- Occupation: Physician-Scientist

Academic background
- Alma mater: University of Illinois College of Medicine

Academic work
- Discipline: Emergency medicine
- Institutions: North Shore University Hospital, Hofstra Northwell School of Medicine

= Lance Becker =

American physician and academic (born 1954)

Lance Bert Becker M.D. FAHA (born 1954) is an American emergency physician and researcher. His work has been in resuscitation science, particularly in the realms of cardiac arrest management, therapeutic hypothermia, therapies for reperfusion injury, and mitochondrial medicine.

== Early life and education ==
Becker earned his undergraduate degree at the University of Michigan and his M.D. from the University of Illinois. He completed his residency at Michael Reese Hospital and Medical Center, in Chicago, IL.

== Personal life ==
Becker is married with two adult children, one of whom is also a physician-scientist.
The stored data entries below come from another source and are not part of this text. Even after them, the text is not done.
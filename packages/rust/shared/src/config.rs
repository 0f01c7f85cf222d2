//! Application configuration for ConceptBuild.
//!
//! User config lives at `~/.conceptbuild/conceptbuild.toml`.
//! CLI flags override config file values, which override defaults.

use std::path::{Path, PathBuf};

use serde::{Deserialize, Serialize};

use crate::error::{ConceptBuildError, Result};

/// Default configuration file name.
const CONFIG_FILE_NAME: &str = "conceptbuild.toml";

/// Default config directory name under the user's home.
const CONFIG_DIR_NAME: &str = ".conceptbuild";

/// Locale id used when nothing else is configured (en-US).
pub const DEFAULT_LCID: u32 = 1033;

/// Default `PBM_FileVersion` stamped on topics.
pub const DEFAULT_FILE_VERSION: &str = "1.0.0.0";

// ---------------------------------------------------------------------------
// Config structs (matching conceptbuild.toml schema)
// ---------------------------------------------------------------------------

/// Top-level application config, deserialized from TOML.
#[derive(Debug, Clone, Default, Serialize, Deserialize)]
pub struct AppConfig {
    /// Global defaults.
    #[serde(default)]
    pub defaults: DefaultsConfig,

    /// Project identity stamped into the generated manifests.
    #[serde(default)]
    pub project: ProjectConfig,

    /// Content exclusion filters, evaluated in order.
    #[serde(default)]
    pub filters: Vec<FilterConfig>,
}

/// `[defaults]` section.
#[derive(Debug, Clone, Serialize, Deserialize)]
pub struct DefaultsConfig {
    /// Build working directory (outputs land here).
    #[serde(default = "default_working_dir")]
    pub working_dir: String,

    /// Locale id carried through every output.
    #[serde(default = "default_lcid")]
    pub lcid: u32,

    /// Drop items whose authored document is missing.
    #[serde(default = "default_true")]
    pub document_must_exist: bool,

    /// Materialize `<id>.xml` / `<id>.cmp.xml` for every topic.
    #[serde(default = "default_true")]
    pub output_topics: bool,

    /// Drive the TOC, metadata and manifest writers during the visit.
    #[serde(default = "default_true")]
    pub apply_adapters: bool,
}

impl Default for DefaultsConfig {
    fn default() -> Self {
        Self {
            working_dir: default_working_dir(),
            lcid: DEFAULT_LCID,
            document_must_exist: true,
            output_topics: true,
            apply_adapters: true,
        }
    }
}

fn default_working_dir() -> String {
    "./conceptbuild-out".into()
}
fn default_lcid() -> u32 {
    DEFAULT_LCID
}
fn default_true() -> bool {
    true
}

/// `[project]` section.
#[derive(Debug, Clone, Serialize, Deserialize)]
pub struct ProjectConfig {
    /// Short project name (used in manifest paths).
    #[serde(default = "default_project_name")]
    pub name: String,

    /// Human-readable project title.
    #[serde(default)]
    pub title: String,

    /// Version string written as `PBM_FileVersion`.
    #[serde(default = "default_file_version")]
    pub file_version: String,
}

impl Default for ProjectConfig {
    fn default() -> Self {
        Self {
            name: default_project_name(),
            title: String::new(),
            file_version: default_file_version(),
        }
    }
}

fn default_project_name() -> String {
    "Conceptual".into()
}
fn default_file_version() -> String {
    DEFAULT_FILE_VERSION.into()
}

/// What a configured filter matches against.
#[derive(Debug, Clone, Copy, PartialEq, Eq, Serialize, Deserialize)]
#[serde(rename_all = "lowercase")]
pub enum FilterKind {
    /// Item is filed under one of the listed categories.
    Category,
    /// Item title matches one of the listed regexes.
    Title,
    /// Authored relative path matches one of the listed regexes.
    Path,
}

/// `[[filters]]` entry.
#[derive(Debug, Clone, Serialize, Deserialize)]
pub struct FilterConfig {
    pub kind: FilterKind,
    #[serde(default)]
    pub values: Vec<String>,
    #[serde(default = "default_true")]
    pub enabled: bool,
}

// ---------------------------------------------------------------------------
// Build settings (runtime, merged from config + CLI flags)
// ---------------------------------------------------------------------------

/// Runtime build configuration, merged from config file + CLI flags.
#[derive(Debug, Clone)]
pub struct BuildSettings {
    /// Directory all group outputs are written under.
    pub working_dir: PathBuf,
    /// Locale id.
    pub lcid: u32,
    /// Drop items whose document is missing instead of keeping them.
    pub document_must_exist: bool,
    /// Materialize per-topic files.
    pub output_topics: bool,
    /// Drive the output adapters.
    pub apply_adapters: bool,
    /// Project name.
    pub project_name: String,
    /// Project title (falls back to the name when empty).
    pub project_title: String,
    /// `PBM_FileVersion` value.
    pub file_version: String,
    /// Content filters.
    pub filters: Vec<FilterConfig>,
}

impl From<&AppConfig> for BuildSettings {
    fn from(config: &AppConfig) -> Self {
        Self {
            working_dir: expand_home(&config.defaults.working_dir),
            lcid: config.defaults.lcid,
            document_must_exist: config.defaults.document_must_exist,
            output_topics: config.defaults.output_topics,
            apply_adapters: config.defaults.apply_adapters,
            project_name: config.project.name.clone(),
            project_title: config.project.title.clone(),
            file_version: config.project.file_version.clone(),
            filters: config.filters.clone(),
        }
    }
}

impl Default for BuildSettings {
    fn default() -> Self {
        Self::from(&AppConfig::default())
    }
}

/// Expand a leading `~/` against the user's home directory.
pub fn expand_home(path: &str) -> PathBuf {
    match path.strip_prefix("~/") {
        Some(rest) => dirs::home_dir()
            .map(|home| home.join(rest))
            .unwrap_or_else(|| PathBuf::from(path)),
        None => PathBuf::from(path),
    }
}

// ---------------------------------------------------------------------------
// Config loading
// ---------------------------------------------------------------------------

/// Get the path to the config directory (`~/.conceptbuild/`).
pub fn config_dir() -> Result<PathBuf> {
    let home = dirs::home_dir()
        .ok_or_else(|| ConceptBuildError::config("could not determine home directory"))?;
    Ok(home.join(CONFIG_DIR_NAME))
}

/// Get the path to the config file (`~/.conceptbuild/conceptbuild.toml`).
pub fn config_file_path() -> Result<PathBuf> {
    Ok(config_dir()?.join(CONFIG_FILE_NAME))
}

/// Load the application config from disk. Returns defaults if the file does not exist.
pub fn load_config() -> Result<AppConfig> {
    let path = config_file_path()?;

    if !path.exists() {
        tracing::debug!(?path, "config file not found, using defaults");
        return Ok(AppConfig::default());
    }

    load_config_from(&path)
}

/// Load the application config from a specific file path.
pub fn load_config_from(path: &Path) -> Result<AppConfig> {
    let content = std::fs::read_to_string(path).map_err(|e| ConceptBuildError::io(path, e))?;

    toml::from_str(&content).map_err(|e| {
        ConceptBuildError::config(format!("failed to parse {}: {e}", path.display()))
    })
}

/// Create the config directory and write a default config file.
/// Returns the path to the created file.
pub fn init_config() -> Result<PathBuf> {
    let dir = config_dir()?;
    std::fs::create_dir_all(&dir).map_err(|e| ConceptBuildError::io(&dir, e))?;

    let path = dir.join(CONFIG_FILE_NAME);
    let content = default_config_toml()?;

    std::fs::write(&path, content).map_err(|e| ConceptBuildError::io(&path, e))?;
    tracing::info!(?path, "created default config file");

    Ok(path)
}

/// Render the default config as pretty TOML.
pub fn default_config_toml() -> Result<String> {
    toml::to_string_pretty(&AppConfig::default())
        .map_err(|e| ConceptBuildError::config(e.to_string()))
}
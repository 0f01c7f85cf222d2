//! Topic manifest adapter.
//!
//! Document topics become bare `<topic id=".."/>` records. HTML pages and
//! markers are not written here; they are collected and published into the
//! [`VisitResult`] when the adapter finishes.

use std::collections::BTreeMap;
use std::io::Write;

use quick_xml::Writer;

use conceptbuild_content::{TopicItem, TopicKind};
use conceptbuild_shared::xml;
use conceptbuild_shared::{ConceptBuildError, Result};

use super::ProjectAdapter;
use crate::visitor::VisitResult;

pub struct ManifestAdapter<W: Write> {
    writer: Writer<W>,
    html_titles: BTreeMap<String, String>,
    markers: Vec<TopicItem>,
    finished: bool,
}

impl<W: Write> ManifestAdapter<W> {
    pub fn new(out: W) -> Result<Self> {
        let mut writer = xml::writer(out);
        xml::write_decl(&mut writer)?;
        xml::write_start(&mut writer, "topics", &[])?;
        Ok(Self {
            writer,
            html_titles: BTreeMap::new(),
            markers: Vec::new(),
            finished: false,
        })
    }

    pub fn into_inner(self) -> W {
        self.writer.into_inner()
    }
}

impl<W: Write> ProjectAdapter for ManifestAdapter<W> {
    fn name(&self) -> &str {
        "manifest"
    }

    fn on_write_topic(&mut self, item: &TopicItem) -> Result<()> {
        match &item.kind {
            TopicKind::Topic | TopicKind::Related => {
                xml::write_empty(&mut self.writer, "topic", &[("id", &item.id)])
            }
            TopicKind::Html => {
                self.html_titles.insert(item.id.clone(), item.title.clone());
                Ok(())
            }
            TopicKind::Marker { .. } => {
                // Children belong to the redirect target, not the marker.
                let mut marker = item.clone();
                marker.children.clear();
                self.markers.push(marker);
                Ok(())
            }
        }
    }

    fn finish(&mut self, result: &mut VisitResult) -> Result<()> {
        if self.finished {
            return Ok(());
        }
        self.finished = true;
        result.html_titles.append(&mut self.html_titles);
        if !self.markers.is_empty() {
            result.has_markers = true;
            result.markers.append(&mut self.markers);
        }
        xml::write_end(&mut self.writer, "topics")?;
        self.writer
            .get_mut()
            .flush()
            .map_err(ConceptBuildError::xml)
    }
}

#[cfg(test)]
mod tests {
    use super::*;
    use std::path::Path;

    #[test]
    fn routes_each_kind() {
        let mut adapter = ManifestAdapter::new(Vec::new()).unwrap();
        let topic = TopicItem::topic("T", "Topic").with_document("t.xml", Path::new("/d"));
        let mut related = TopicItem::topic("R", "Related").with_document("r.xml", Path::new("/d"));
        related.kind = TopicKind::Related;
        let html = TopicItem::new(TopicKind::Html, "H", "External page");
        let marker = TopicItem::new(
            TopicKind::Marker {
                source_id: "N:Ns".into(),
                source_type: "Namespace".into(),
            },
            "M",
            "",
        );

        for item in [&topic, &html, &marker, &related] {
            adapter.on_write_topic(item).unwrap();
        }
        let mut result = VisitResult::default();
        adapter.finish(&mut result).unwrap();

        assert_eq!(result.html_titles.get("H").map(String::as_str), Some("External page"));
        assert!(result.has_markers);
        assert_eq!(result.markers.len(), 1);
        assert_eq!(result.markers[0].id, "M");

        let out = String::from_utf8(adapter.into_inner()).unwrap();
        assert_eq!(
            out,
            "<?xml version=\"1.0\" encoding=\"utf-8\"?>\n<topics>\n  <topic id=\"T\"/>\n  <topic id=\"R\"/>\n</topics>"
        );
    }

    #[test]
    fn no_markers_leaves_flag_unset() {
        let mut adapter = ManifestAdapter::new(Vec::new()).unwrap();
        let mut result = VisitResult::default();
        adapter.finish(&mut result).unwrap();
        assert!(!result.has_markers);
        assert!(result.markers.is_empty());
    }
}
== Career and contributions ==
=== Early career ===
Becker began his career as an attending physician at Michael Reese hospital in Chicago in 1984, after which he became an assistant professor of medicine at the University of Chicago. At the University of Chicago, he founded and directed the Emergency Resuscitation Center.

=== Mid-career ===
In 2006 he accepted an appointment at the University of Pennsylvania, where he would hold a triple appointment in the following departments: Emergency Medicine at the Hospital of the University of Pennsylvania; Clinical Studies in Veterinary Science at the School of Veterinary Medicine; and the Center for Mitochondrial and Epigenomic Medicine Children's Hospital at the University of Pennsylvania (CHOP). At Penn, he founded and directed the Center for Resuscitation Science.

=== Present day ===
In 2015, he accepted a position at Northwell Health, where he is chair of emergency medicine across a 23-hospital system, the largest in New York State. The emergency departments collectively care for nearly a million visits per year, or about 30% of all the visits in the state of New York. He also serves as the emergency medicine chair for the Zucker School of Medicine at Northwell/Hofstra. Becker leads an active lab group working on advanced therapies for resuscitation, mitochondrial medicine, and bioenergetic medicine through Northwell's Feinstein Institutes for Medical Research.

== Research ==

Becker has dedicated his career to advancing patient outcomes in cardiac arrest and critical care scenarios. His research has focused on several main areas:

--Cardiac arrest survival rates, epidemiology, and national guidelines for CPR.

--Urban cardiac arrest survival rates, particularly racial disparities in survivorship and community survival rates.

--Improving Cardiopulmonary Resuscitation (CPR) and AED use: Becker's research initiatives encompass novel approaches to CPR. His studies have explored strategies for optimizing chest compressions, introduced concepts of hemodynamic-directed CPR, and highlighted the critical impact of CPR quality on patient survival and neurological recovery.

--Therapeutic Hypothermia: Becker's work in therapeutic hypothermia has been transformative in clinical practice. He has significantly advanced the understanding and utilization of hypothermia as a neuroprotective strategy for patients post-cardiac arrest, improving survival rates and neurological outcomes.

--Basic fundamental science underpinning the cellular mechanisms of why and when do cells die and what we could do to prevent cell death. Reactive oxygen species biology, reperfusion injury, drugs and combinations of drugs to prevent reperfusion injury and cell death following ischemia, including the use of hydrogen gas, mitochondrial resuscitation, most recently mitochondrial transplantation.

--Bioenergetic Medicine: In recent years Becker has focused heavily on the emergent field of bioenergetic medicine and its potential in cardiac arrest and stroke treatment. His work on the impact of resuscitation on mitochondrial function have provided invaluable insights into cellular responses during cardiac arrest and reperfusion injury, offering potential avenues for targeted therapeutic interventions, including mitochondrial transplantation.

== Notable research and publications ==
Becker has published over 300 peer-reviewed publications.

== Patents ==
Becker's collaborative efforts with colleagues have resulted in numerous patented inventions. These patents span a wide spectrum of innovations, covering phase-change materials, ice particulate slurries, methods for inducing hypothermia, non-invasive monitoring of organ function, combinations of drugs (i.e. cocktails) designed to reduce reperfusion injury and improve neurological function after ischemia, and more.

== Professional affiliations and recognition ==
Becker holds membership in numerous medical and scientific organizations, and is an elected member of the Institute of Medicine and National Academy of Medicine (IOM/NAM), the American Heart Association and the American College of Emergency Physicians. He has been the recipient of numerous accolades and awards, such as the Lifetime Achievement Award in Cardiac Resuscitation Science from the American Heart Association in 2012.